Work request
Say how many lines in the records contain the string "connection". Nothing but the number should be given.

[Input for this task Boundary: Start]

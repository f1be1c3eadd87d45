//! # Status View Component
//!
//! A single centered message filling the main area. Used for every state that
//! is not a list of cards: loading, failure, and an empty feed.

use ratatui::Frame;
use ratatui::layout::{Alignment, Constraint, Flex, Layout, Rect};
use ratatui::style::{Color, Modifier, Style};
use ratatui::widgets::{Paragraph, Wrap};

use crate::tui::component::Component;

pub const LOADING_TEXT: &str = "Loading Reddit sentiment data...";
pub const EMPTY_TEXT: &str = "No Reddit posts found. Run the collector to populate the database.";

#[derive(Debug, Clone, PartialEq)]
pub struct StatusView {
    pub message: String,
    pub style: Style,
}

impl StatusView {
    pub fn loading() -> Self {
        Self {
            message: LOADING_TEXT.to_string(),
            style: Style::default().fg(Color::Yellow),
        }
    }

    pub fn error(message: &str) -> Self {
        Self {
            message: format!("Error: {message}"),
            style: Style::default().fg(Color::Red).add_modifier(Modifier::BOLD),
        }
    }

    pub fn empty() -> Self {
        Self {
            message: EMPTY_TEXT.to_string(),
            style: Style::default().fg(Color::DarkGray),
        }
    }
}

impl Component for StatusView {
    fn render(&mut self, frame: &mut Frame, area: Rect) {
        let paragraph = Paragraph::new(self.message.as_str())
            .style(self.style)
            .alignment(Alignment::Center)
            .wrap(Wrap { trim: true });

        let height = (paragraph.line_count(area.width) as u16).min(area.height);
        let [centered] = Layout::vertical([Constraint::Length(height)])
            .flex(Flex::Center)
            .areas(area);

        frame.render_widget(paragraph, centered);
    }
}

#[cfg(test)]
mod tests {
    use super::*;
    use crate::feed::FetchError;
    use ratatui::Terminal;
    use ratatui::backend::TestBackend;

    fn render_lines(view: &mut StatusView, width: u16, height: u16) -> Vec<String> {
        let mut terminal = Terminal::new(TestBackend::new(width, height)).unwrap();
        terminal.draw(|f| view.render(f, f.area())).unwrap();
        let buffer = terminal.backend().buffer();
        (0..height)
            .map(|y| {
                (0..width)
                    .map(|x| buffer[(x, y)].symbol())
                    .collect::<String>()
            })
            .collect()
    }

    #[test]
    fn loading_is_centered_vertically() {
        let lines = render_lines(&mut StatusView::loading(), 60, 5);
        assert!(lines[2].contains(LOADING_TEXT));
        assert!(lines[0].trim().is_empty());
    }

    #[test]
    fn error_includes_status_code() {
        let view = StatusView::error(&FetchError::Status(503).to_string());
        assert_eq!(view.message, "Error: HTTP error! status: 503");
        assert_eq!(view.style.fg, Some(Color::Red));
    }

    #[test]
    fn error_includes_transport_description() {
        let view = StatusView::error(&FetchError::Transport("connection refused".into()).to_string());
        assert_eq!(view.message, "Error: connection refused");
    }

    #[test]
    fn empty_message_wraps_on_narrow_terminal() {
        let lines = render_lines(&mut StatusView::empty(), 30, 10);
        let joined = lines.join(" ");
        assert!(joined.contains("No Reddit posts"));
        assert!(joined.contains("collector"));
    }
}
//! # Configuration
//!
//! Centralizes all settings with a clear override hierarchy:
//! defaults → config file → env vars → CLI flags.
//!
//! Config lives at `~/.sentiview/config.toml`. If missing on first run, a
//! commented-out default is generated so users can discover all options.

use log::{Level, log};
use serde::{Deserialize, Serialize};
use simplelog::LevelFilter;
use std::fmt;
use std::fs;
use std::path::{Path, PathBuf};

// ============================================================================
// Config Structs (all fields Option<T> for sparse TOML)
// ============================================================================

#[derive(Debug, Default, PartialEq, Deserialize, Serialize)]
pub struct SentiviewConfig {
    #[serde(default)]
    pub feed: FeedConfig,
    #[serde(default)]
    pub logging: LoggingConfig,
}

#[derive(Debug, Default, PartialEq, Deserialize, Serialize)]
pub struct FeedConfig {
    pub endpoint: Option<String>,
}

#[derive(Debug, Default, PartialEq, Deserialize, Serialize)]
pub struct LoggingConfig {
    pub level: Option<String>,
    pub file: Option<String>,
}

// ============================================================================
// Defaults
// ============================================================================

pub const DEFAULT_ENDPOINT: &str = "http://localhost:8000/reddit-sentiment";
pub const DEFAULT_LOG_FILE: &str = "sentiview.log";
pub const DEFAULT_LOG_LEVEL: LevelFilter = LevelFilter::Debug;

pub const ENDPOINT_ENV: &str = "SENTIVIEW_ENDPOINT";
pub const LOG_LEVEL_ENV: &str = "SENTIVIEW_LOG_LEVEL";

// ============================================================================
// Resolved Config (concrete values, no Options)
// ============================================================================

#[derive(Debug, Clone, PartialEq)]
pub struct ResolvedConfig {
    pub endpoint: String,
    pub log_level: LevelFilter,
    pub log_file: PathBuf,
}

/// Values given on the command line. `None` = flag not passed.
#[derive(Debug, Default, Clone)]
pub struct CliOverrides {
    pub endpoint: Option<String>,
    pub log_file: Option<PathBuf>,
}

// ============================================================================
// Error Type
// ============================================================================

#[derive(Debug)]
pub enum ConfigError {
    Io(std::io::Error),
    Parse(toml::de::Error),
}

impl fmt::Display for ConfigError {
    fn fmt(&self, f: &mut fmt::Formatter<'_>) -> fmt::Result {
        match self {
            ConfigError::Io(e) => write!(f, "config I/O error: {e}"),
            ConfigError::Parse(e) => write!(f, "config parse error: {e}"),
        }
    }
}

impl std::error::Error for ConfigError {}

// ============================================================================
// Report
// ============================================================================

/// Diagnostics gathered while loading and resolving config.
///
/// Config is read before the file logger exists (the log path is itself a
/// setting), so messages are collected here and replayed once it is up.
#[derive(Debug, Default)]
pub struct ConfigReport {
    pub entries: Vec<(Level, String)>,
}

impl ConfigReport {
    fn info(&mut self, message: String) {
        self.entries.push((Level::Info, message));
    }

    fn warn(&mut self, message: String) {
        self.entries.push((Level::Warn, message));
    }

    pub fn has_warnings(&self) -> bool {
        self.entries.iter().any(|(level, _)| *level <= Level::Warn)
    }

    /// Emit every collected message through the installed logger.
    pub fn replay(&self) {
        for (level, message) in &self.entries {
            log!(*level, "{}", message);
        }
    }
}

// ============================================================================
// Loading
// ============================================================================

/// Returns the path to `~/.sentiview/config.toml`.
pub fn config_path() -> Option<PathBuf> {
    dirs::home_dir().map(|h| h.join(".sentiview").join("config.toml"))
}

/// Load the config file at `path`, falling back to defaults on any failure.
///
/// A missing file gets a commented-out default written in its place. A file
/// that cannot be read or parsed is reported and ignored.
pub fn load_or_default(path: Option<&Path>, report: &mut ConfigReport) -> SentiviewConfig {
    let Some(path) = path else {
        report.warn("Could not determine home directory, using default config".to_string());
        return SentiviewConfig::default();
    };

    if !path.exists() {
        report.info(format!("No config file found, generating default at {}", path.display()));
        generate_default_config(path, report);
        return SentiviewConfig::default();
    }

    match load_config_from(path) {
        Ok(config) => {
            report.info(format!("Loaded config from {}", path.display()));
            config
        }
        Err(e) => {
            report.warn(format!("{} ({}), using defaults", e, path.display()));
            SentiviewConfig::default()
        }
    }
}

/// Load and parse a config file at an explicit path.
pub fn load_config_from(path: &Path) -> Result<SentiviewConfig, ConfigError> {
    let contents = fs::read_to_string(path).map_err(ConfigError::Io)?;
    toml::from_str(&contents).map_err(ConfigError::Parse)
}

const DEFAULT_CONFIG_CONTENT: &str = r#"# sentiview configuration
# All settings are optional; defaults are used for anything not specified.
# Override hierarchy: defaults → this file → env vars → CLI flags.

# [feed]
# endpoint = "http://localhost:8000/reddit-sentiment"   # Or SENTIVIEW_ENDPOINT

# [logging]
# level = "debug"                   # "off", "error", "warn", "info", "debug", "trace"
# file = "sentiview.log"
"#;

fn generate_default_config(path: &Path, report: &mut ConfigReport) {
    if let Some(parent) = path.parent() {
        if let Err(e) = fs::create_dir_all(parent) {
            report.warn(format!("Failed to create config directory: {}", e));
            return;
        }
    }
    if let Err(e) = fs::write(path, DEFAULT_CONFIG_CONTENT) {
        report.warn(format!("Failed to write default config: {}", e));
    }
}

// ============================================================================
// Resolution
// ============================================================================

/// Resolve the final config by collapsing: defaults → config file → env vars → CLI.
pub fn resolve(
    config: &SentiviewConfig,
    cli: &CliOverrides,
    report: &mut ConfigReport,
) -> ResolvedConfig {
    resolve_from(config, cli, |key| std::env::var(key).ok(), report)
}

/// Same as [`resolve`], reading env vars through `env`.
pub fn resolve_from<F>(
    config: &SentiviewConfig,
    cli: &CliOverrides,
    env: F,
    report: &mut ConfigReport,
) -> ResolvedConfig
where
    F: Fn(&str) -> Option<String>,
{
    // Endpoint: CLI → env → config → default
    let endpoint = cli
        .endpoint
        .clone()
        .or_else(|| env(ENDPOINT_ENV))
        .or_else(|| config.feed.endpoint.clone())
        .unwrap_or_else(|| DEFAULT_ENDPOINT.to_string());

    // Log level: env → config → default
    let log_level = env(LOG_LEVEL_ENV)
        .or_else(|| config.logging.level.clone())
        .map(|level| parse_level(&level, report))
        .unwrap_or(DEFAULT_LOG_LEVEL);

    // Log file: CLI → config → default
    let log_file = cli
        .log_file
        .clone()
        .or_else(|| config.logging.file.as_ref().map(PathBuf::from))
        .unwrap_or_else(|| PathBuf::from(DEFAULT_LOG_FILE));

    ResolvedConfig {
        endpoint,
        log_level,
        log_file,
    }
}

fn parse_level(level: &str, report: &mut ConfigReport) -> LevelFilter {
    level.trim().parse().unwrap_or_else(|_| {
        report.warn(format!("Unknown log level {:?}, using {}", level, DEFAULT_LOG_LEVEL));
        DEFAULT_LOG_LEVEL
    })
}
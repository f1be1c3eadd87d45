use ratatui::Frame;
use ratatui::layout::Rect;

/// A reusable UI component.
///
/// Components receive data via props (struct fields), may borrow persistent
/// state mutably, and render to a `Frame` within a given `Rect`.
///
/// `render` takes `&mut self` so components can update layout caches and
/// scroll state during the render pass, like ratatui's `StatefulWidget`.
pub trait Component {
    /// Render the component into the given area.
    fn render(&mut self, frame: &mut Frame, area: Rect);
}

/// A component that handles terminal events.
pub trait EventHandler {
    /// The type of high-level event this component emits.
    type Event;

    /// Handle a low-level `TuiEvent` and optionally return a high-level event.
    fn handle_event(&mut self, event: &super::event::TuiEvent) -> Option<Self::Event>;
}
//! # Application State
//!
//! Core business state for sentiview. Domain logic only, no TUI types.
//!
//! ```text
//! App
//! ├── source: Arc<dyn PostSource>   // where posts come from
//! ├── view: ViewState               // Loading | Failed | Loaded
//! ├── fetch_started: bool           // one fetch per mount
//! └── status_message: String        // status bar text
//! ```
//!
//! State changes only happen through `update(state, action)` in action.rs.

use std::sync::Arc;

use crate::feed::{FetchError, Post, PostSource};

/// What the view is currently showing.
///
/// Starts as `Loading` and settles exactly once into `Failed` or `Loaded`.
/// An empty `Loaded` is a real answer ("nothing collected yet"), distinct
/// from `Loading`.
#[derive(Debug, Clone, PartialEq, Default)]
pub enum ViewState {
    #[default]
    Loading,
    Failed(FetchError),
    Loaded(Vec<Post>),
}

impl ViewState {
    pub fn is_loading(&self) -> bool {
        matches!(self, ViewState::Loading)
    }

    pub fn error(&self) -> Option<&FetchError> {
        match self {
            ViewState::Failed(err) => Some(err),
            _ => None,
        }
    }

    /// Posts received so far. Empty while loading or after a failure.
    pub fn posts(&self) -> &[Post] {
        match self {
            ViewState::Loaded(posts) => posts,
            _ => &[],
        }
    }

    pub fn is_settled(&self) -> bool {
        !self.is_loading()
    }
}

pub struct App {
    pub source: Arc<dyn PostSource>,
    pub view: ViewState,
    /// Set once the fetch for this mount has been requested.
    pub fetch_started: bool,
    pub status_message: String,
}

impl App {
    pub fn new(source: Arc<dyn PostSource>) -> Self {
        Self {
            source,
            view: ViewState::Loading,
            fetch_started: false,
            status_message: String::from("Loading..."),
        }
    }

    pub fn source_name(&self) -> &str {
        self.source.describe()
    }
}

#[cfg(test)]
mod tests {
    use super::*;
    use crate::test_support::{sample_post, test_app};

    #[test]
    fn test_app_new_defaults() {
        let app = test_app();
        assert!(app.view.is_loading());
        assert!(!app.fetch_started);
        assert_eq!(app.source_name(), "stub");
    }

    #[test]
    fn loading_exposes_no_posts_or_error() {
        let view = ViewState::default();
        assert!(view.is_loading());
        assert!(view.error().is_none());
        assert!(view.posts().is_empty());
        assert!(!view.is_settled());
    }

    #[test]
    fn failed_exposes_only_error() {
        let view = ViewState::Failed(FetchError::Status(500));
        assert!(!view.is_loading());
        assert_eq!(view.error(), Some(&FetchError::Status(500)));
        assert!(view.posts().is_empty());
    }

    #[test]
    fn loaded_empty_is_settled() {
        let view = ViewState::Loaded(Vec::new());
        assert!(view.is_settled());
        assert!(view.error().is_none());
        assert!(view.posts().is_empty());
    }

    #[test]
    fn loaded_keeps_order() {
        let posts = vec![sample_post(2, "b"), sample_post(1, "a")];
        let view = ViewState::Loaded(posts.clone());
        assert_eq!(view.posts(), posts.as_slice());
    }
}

[Input for this task Boundary: End]

Written solution
2